Says Tom Johnstone, Ph.D. the lead study author at the University of Wisconsin: Healthy individuals putting more cognitive effort into [reframing the content] get a bigger payoff in terms of decreasing activity in the brain’s emotional response centers. In the depressed individuals, you find the exact opposite.
I remember my doctor telling me about this study in the days and months following my hospitalization. I was beating myself up, as usual, because I was trying so hard to apply cognitive behavioral exercises to my thinking, but I couldn’t get past wanting to die.
I wasn’t ready for thought, like Eliot says.

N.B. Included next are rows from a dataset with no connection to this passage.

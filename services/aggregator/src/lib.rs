//! Sales aggregation core shared by the aggregator CLI, the seeder and the API.
//!
//! Responsibilities:
//! - Tokenize uploaded sales CSV text into rows
//! - Resolve column roles from header names
//! - Aggregate rows into the dashboard document (territory totals, top-15 comparisons)
//! - Keep the cached dashboard record (load / overwrite / clear)
//! - Read and write whole documents in the dashboard document store
//!
//! CRITICAL: aggregation must be DETERMINISTIC
//! Same input text = same output document

pub mod aggregate;
pub mod cache;
pub mod columns;
pub mod defaults;
pub mod logging;
pub mod model;
pub mod store;
pub mod table;
pub mod territory;

pub use aggregate::{aggregate, AggregateError, AggregateOptions, PHONE_CASE_TYPES, TOP_N};
pub use cache::{period_label, CacheError, CachedDashboard, DashboardCache};
pub use defaults::DashboardDocument;
pub use model::AggregateResult;
pub use store::{fetch_document, DocumentPath, DocumentStore, FetchError, StoreConfig, StoreError};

The trick is knowing when to apply optimism, cognitive behavioral therapy, and all the brain exercises that can form new neural passageways, and when to turn the brain off and just keep swimming. Sometimes I’m swimming against currents that are so strong, that even my best attempts are going to result in backward motion. Last month, when I swam across the Chesapeake Bay, at times there were cross currents and headwinds that made it feel as though you were swimming in a washing machine. I kept looking up to see how far I had to go. However, every time I did that I swallowed a gush of diesel-tasting water and hurt my shoulder. I made better progress when I kept my head in the water, forgot about where I was going or how far to land, and just focused on one stroke after another.
It seems as though the darker the place, the less thinking required. Maybe Eliot maybe knew something about severe depression when he said just be still, don’t think. Soon the darkness will be the light, and the stillness the dancing.